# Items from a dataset
————

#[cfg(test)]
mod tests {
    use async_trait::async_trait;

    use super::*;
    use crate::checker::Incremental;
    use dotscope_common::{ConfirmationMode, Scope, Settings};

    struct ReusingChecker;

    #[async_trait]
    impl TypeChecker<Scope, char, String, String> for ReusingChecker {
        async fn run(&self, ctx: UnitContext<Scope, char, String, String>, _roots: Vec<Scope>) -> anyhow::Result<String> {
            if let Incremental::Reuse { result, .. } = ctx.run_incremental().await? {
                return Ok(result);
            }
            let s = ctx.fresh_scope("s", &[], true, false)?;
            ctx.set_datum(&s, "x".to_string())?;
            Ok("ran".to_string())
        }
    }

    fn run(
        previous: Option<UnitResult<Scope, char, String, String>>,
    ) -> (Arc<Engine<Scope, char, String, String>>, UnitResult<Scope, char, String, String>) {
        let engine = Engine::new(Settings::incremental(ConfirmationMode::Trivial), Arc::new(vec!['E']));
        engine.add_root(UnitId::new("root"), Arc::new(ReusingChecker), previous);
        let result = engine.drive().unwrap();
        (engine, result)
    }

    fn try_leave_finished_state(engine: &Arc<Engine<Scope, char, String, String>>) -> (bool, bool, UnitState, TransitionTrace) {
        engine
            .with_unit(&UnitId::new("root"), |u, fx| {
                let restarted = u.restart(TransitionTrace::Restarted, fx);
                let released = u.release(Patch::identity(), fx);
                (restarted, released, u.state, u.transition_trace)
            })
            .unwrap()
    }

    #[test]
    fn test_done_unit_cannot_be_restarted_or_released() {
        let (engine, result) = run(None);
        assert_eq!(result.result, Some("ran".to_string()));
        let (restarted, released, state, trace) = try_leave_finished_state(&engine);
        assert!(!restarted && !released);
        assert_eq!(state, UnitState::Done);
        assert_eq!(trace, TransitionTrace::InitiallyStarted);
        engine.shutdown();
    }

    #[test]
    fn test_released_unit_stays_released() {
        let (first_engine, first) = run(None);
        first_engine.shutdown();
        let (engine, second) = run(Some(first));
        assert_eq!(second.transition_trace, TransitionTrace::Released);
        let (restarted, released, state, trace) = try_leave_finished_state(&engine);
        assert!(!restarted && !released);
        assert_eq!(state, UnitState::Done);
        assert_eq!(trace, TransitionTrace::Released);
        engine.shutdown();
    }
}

————

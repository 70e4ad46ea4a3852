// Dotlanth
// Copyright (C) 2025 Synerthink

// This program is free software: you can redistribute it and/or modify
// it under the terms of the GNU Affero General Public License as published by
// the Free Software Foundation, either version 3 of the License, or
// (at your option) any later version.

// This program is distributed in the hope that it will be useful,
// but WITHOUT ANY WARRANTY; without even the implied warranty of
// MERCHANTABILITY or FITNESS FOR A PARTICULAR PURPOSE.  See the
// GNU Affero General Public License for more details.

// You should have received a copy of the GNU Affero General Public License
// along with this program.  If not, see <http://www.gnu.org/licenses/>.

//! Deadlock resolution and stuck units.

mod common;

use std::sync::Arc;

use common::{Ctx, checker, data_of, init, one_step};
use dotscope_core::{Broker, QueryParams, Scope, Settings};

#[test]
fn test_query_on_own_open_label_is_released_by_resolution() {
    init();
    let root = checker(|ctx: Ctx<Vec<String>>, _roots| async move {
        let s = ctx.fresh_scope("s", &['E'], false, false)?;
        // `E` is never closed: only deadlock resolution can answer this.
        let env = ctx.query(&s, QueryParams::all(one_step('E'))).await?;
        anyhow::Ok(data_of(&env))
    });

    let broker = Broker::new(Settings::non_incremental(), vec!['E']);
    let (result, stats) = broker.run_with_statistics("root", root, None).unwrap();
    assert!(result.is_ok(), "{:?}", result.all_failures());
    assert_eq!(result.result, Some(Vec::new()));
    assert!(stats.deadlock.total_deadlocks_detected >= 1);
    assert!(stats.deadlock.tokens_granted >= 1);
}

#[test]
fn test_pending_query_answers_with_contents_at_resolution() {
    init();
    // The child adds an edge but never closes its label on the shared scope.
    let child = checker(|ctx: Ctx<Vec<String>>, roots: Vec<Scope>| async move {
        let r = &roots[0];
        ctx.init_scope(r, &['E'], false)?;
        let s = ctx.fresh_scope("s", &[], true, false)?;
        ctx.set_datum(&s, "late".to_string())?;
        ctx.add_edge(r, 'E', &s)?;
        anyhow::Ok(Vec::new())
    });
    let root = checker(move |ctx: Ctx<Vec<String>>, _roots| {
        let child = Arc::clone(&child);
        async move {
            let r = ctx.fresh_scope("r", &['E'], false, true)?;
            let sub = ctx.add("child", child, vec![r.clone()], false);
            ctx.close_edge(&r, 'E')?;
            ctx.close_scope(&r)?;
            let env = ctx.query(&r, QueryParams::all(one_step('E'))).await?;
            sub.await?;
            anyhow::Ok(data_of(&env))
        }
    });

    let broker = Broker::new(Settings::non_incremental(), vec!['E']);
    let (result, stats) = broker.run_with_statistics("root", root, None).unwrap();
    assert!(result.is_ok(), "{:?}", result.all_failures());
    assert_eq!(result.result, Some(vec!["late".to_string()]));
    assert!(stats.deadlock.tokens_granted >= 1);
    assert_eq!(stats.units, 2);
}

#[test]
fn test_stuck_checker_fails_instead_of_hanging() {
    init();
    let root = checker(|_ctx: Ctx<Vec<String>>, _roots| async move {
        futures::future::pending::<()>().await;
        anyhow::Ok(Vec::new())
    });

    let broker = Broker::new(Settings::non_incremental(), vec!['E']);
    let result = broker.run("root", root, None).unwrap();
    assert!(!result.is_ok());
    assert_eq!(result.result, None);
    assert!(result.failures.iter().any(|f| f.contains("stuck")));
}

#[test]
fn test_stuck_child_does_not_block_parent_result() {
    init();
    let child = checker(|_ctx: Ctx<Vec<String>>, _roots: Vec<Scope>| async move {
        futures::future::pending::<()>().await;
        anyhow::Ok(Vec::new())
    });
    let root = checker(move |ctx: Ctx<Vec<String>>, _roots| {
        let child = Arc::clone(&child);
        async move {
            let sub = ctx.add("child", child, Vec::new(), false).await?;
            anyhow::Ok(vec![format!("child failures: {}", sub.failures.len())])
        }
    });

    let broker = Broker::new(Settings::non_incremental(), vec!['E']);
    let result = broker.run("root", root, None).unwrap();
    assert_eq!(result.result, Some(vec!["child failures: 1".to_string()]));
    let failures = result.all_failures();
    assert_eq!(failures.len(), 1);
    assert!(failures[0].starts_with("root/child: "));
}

————

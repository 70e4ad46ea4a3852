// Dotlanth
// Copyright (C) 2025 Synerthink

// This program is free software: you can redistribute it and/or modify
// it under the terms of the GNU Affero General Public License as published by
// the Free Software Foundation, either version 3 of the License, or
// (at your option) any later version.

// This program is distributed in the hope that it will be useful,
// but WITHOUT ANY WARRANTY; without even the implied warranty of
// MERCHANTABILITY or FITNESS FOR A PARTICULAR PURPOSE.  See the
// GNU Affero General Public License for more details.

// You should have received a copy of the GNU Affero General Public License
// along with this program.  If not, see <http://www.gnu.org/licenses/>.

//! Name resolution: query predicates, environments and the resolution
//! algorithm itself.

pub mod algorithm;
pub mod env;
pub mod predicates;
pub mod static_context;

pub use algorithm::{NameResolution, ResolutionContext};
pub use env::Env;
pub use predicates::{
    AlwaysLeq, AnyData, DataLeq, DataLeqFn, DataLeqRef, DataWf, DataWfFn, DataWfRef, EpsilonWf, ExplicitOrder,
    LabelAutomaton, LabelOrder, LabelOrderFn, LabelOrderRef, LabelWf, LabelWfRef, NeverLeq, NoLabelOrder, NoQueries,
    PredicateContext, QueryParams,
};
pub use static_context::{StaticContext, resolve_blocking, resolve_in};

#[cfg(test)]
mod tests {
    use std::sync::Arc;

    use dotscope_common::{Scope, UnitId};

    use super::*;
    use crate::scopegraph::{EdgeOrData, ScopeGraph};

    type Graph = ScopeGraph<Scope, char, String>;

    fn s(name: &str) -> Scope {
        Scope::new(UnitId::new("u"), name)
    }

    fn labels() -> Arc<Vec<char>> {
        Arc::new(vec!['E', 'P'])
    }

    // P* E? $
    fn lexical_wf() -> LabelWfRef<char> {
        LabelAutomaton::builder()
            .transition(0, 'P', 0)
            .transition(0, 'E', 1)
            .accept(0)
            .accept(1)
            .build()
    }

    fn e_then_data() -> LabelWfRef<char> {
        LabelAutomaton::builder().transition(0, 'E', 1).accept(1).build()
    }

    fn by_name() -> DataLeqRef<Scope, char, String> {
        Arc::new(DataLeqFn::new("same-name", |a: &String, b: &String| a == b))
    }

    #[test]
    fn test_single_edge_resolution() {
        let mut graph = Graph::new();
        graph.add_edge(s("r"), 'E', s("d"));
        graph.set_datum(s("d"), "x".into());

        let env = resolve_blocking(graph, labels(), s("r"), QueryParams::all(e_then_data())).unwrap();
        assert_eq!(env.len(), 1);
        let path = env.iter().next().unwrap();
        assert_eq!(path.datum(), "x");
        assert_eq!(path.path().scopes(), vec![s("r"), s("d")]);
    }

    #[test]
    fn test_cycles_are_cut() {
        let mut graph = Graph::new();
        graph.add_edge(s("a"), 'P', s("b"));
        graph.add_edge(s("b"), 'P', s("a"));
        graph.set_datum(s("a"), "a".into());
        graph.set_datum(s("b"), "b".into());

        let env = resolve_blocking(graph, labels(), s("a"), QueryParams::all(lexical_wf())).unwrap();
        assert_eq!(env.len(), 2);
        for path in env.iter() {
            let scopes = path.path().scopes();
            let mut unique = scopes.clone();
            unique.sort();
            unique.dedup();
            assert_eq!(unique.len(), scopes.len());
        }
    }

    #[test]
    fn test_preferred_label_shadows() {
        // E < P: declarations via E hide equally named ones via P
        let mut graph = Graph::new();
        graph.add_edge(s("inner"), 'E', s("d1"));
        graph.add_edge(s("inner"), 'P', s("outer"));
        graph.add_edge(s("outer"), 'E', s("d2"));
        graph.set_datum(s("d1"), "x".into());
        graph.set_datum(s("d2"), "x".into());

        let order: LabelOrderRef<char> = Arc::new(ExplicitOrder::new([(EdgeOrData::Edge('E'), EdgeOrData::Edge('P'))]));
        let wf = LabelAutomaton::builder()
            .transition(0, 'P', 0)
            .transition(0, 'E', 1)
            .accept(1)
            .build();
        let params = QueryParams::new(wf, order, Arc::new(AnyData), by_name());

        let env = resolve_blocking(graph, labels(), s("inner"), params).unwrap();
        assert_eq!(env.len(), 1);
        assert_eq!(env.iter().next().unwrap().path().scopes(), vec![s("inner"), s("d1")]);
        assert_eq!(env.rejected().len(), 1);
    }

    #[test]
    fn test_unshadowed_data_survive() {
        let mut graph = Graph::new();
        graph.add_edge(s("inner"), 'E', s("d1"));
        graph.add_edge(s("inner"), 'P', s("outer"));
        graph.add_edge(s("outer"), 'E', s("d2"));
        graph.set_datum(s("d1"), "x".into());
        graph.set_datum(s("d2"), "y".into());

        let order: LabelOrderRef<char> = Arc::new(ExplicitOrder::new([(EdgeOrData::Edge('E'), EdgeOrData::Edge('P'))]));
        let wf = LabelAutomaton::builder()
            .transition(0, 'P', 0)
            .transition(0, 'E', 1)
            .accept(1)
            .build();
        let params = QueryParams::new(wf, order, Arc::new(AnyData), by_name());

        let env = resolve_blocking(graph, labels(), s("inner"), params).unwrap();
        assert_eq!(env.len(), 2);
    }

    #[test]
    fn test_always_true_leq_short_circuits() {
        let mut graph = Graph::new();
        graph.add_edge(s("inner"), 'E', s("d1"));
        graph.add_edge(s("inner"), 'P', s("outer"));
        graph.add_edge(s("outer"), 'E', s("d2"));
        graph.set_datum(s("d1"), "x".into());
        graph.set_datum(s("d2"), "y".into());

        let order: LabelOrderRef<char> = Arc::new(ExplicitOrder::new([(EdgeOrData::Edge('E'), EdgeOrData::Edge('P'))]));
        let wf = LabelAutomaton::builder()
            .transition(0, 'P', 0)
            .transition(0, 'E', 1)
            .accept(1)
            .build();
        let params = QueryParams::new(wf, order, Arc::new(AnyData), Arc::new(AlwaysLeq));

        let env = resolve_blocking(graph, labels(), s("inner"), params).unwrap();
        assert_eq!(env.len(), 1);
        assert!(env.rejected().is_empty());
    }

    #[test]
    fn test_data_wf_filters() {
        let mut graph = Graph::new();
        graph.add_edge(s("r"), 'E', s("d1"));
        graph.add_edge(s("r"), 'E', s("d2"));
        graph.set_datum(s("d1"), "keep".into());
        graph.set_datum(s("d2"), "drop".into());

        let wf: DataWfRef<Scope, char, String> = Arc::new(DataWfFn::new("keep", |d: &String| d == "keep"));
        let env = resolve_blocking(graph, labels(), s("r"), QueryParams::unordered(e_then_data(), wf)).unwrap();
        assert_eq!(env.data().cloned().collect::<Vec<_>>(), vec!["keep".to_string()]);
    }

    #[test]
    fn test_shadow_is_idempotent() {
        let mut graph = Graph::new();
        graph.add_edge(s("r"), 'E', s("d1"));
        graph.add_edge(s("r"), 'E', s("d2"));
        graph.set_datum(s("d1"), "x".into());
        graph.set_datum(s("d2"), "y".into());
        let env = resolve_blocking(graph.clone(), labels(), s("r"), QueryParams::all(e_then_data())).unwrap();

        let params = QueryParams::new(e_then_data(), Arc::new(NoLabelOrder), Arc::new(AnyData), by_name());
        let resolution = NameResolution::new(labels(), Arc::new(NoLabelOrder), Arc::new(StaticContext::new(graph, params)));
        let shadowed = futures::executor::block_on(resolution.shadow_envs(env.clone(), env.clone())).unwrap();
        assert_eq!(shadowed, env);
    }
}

————

# Work order
Your task is to collect every line above that contains the word "AnyData".

# Answer below
    AlwaysLeq, AnyData, DataLeq, DataLeqFn, DataLeqRef, DataWf, DataWfFn, DataWfRef, EpsilonWf, ExplicitOrder,
        let params = QueryParams::new(wf, order, Arc::new(AnyData), by_name());
        let params = QueryParams::new(wf, order, Arc::new(AnyData), by_name());
        let params = QueryParams::new(wf, order, Arc::new(AnyData), Arc::new(AlwaysLeq));
        let params = QueryParams::new(e_then_data(), Arc::new(NoLabelOrder), Arc::new(AnyData), by_name());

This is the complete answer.